▸ REQUIRED ACTION
Only the lines from the top of the data through the one with "static STYLE_SELECTOR_RE: Lazy<Regex>" are to be written out, each exactly as it stands.

(Stored data entries)
■ ■ ■
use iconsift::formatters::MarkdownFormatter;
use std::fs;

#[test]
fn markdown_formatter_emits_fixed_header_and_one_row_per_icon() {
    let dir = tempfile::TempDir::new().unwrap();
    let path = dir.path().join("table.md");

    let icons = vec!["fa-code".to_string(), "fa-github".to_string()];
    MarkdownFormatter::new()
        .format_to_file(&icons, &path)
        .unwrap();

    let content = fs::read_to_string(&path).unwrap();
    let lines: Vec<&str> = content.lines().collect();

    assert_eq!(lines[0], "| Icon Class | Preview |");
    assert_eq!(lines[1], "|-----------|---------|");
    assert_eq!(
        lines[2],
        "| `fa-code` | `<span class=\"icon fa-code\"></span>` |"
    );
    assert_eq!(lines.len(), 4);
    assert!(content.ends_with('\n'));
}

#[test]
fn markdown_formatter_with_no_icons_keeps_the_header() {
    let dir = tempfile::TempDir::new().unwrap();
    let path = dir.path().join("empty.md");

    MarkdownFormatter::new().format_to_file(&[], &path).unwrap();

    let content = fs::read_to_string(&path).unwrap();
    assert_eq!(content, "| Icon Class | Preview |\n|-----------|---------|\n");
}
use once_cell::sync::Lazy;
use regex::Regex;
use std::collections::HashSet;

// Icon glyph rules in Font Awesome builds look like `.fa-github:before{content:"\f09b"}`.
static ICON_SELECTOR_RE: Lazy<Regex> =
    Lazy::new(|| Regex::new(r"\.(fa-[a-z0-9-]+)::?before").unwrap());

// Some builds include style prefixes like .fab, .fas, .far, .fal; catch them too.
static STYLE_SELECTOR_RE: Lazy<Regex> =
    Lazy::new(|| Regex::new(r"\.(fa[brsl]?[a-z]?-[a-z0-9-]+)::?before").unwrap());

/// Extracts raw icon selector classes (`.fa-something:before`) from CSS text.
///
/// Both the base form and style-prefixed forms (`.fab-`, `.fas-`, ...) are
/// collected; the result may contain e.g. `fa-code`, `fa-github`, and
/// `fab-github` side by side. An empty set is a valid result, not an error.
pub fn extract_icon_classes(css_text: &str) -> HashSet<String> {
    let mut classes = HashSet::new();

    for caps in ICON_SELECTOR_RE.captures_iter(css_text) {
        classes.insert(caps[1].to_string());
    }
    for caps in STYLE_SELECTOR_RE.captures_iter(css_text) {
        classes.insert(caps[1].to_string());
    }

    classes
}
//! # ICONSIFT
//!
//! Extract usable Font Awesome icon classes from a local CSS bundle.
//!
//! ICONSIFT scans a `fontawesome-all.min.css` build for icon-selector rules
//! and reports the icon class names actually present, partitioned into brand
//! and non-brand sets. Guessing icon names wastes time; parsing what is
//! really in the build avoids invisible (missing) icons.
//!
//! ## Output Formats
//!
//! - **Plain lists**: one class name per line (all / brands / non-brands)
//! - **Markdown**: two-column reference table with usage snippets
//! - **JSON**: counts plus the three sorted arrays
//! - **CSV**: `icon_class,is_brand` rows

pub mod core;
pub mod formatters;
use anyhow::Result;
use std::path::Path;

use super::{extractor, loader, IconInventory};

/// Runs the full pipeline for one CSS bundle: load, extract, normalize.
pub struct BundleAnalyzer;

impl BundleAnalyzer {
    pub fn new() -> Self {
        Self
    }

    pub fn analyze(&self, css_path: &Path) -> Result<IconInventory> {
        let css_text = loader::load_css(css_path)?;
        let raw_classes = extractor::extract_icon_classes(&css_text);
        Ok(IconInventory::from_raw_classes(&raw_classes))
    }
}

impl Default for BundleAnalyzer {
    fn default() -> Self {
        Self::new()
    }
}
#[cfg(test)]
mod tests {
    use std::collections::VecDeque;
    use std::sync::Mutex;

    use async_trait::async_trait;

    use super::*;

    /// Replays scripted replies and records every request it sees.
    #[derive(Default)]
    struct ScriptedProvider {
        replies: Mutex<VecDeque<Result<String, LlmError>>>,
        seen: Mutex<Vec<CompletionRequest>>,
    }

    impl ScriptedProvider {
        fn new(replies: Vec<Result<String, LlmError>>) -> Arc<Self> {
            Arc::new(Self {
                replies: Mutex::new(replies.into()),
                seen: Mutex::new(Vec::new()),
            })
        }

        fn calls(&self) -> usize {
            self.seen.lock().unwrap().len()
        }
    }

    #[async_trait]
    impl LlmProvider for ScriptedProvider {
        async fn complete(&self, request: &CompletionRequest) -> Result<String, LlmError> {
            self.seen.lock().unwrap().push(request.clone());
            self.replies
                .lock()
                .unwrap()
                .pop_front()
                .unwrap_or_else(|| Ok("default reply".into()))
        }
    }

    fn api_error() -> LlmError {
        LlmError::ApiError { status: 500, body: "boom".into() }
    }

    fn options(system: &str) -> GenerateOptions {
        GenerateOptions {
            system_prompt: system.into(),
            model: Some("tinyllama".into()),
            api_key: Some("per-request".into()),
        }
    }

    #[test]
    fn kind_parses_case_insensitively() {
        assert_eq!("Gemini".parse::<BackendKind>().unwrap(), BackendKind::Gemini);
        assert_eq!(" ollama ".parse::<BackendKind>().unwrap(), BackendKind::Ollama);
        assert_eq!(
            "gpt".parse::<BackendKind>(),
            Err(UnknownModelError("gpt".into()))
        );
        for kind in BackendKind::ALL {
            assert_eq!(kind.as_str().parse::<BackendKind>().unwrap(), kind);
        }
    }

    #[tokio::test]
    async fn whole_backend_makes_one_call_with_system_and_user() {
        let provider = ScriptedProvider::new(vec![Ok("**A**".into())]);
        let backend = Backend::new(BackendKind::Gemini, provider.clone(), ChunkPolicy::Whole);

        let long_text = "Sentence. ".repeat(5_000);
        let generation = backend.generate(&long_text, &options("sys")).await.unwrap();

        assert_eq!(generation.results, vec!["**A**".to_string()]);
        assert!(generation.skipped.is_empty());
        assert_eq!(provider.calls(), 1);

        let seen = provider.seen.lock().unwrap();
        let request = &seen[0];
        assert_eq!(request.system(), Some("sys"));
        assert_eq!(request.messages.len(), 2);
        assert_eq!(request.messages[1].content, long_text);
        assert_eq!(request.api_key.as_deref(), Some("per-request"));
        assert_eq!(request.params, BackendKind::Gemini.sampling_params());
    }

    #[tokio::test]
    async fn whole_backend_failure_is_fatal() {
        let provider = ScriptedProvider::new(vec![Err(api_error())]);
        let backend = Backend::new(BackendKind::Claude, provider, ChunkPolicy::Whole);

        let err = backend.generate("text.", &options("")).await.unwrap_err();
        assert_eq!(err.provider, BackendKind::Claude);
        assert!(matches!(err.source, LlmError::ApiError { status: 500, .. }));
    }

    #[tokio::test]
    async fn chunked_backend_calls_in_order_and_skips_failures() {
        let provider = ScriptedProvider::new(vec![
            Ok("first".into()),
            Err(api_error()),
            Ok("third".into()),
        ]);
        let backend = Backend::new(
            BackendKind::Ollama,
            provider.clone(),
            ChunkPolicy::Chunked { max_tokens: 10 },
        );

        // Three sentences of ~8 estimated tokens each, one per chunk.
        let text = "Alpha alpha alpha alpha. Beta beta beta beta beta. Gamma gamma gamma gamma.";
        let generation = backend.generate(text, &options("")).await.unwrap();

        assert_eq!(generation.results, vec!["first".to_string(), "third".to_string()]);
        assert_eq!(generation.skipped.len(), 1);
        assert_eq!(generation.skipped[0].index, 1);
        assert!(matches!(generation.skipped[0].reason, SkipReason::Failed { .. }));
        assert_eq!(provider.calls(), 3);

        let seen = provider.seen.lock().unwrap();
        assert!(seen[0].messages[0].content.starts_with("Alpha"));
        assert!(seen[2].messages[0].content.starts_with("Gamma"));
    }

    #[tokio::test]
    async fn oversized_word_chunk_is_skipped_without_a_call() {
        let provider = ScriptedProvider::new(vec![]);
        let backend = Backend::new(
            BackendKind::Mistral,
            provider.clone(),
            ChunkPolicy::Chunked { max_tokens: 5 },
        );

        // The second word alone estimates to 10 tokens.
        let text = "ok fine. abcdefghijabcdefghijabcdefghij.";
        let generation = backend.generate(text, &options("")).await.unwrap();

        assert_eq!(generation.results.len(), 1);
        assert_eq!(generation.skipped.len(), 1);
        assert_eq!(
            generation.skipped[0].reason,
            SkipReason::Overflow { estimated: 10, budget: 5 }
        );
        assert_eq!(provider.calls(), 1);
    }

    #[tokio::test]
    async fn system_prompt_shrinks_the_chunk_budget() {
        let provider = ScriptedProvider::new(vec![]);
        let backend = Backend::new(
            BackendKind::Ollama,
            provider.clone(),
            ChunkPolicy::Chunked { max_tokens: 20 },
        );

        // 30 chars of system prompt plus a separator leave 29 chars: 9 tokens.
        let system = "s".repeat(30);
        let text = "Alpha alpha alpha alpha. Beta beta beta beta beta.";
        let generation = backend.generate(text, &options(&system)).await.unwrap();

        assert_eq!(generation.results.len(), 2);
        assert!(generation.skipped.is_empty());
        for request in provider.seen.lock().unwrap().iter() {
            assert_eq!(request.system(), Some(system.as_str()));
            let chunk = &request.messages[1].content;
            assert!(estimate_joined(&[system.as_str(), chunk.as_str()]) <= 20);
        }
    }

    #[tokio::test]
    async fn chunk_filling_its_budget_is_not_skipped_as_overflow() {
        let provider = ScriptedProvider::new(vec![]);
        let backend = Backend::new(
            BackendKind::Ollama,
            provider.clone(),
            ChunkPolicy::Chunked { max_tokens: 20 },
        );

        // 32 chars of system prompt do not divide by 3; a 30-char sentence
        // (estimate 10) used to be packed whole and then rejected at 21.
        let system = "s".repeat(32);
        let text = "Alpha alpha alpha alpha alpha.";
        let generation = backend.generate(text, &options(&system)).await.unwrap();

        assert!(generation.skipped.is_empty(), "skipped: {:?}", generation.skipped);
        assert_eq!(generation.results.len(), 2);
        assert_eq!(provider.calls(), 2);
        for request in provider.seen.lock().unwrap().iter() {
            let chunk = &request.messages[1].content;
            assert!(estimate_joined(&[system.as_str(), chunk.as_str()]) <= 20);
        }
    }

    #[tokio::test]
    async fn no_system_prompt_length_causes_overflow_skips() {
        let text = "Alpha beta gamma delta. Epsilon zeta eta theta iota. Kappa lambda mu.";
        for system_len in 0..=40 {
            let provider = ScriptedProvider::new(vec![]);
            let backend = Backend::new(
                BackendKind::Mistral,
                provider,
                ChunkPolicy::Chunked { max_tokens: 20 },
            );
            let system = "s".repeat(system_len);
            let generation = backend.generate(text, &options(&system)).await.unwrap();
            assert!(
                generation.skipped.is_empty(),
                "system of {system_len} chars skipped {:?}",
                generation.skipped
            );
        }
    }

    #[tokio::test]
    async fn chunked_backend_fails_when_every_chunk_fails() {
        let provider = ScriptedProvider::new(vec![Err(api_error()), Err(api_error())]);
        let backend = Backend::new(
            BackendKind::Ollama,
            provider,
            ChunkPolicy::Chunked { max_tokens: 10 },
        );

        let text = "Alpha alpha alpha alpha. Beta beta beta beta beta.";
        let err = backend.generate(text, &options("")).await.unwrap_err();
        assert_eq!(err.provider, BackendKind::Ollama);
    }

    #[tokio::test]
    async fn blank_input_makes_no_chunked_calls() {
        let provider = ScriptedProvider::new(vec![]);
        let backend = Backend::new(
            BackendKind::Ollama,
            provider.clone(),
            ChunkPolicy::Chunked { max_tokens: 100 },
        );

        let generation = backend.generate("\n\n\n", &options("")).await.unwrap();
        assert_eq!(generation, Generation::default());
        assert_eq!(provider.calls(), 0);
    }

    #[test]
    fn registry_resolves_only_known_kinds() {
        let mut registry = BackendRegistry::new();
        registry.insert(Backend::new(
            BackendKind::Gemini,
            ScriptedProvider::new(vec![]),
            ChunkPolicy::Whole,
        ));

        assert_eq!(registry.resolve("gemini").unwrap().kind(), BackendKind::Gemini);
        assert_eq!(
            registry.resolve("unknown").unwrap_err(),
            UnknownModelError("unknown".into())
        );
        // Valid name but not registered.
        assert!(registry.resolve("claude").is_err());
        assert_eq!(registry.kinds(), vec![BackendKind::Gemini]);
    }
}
■ ■ ■
▸ EXPECTED OUTPUT
use iconsift::formatters::MarkdownFormatter;
use std::fs;

#[test]
fn markdown_formatter_emits_fixed_header_and_one_row_per_icon() {
    let dir = tempfile::TempDir::new().unwrap();
    let path = dir.path().join("table.md");

    let icons = vec!["fa-code".to_string(), "fa-github".to_string()];
    MarkdownFormatter::new()
        .format_to_file(&icons, &path)
        .unwrap();

    let content = fs::read_to_string(&path).unwrap();
    let lines: Vec<&str> = content.lines().collect();

    assert_eq!(lines[0], "| Icon Class | Preview |");
    assert_eq!(lines[1], "|-----------|---------|");
    assert_eq!(
        lines[2],
        "| `fa-code` | `<span class=\"icon fa-code\"></span>` |"
    );
    assert_eq!(lines.len(), 4);
    assert!(content.ends_with('\n'));
}

#[test]
fn markdown_formatter_with_no_icons_keeps_the_header() {
    let dir = tempfile::TempDir::new().unwrap();
    let path = dir.path().join("empty.md");

    MarkdownFormatter::new().format_to_file(&[], &path).unwrap();

    let content = fs::read_to_string(&path).unwrap();
    assert_eq!(content, "| Icon Class | Preview |\n|-----------|---------|\n");
}
use once_cell::sync::Lazy;
use regex::Regex;
use std::collections::HashSet;

// Icon glyph rules in Font Awesome builds look like `.fa-github:before{content:"\f09b"}`.
static ICON_SELECTOR_RE: Lazy<Regex> =
    Lazy::new(|| Regex::new(r"\.(fa-[a-z0-9-]+)::?before").unwrap());

// Some builds include style prefixes like .fab, .fas, .far, .fal; catch them too.
static STYLE_SELECTOR_RE: Lazy<Regex> =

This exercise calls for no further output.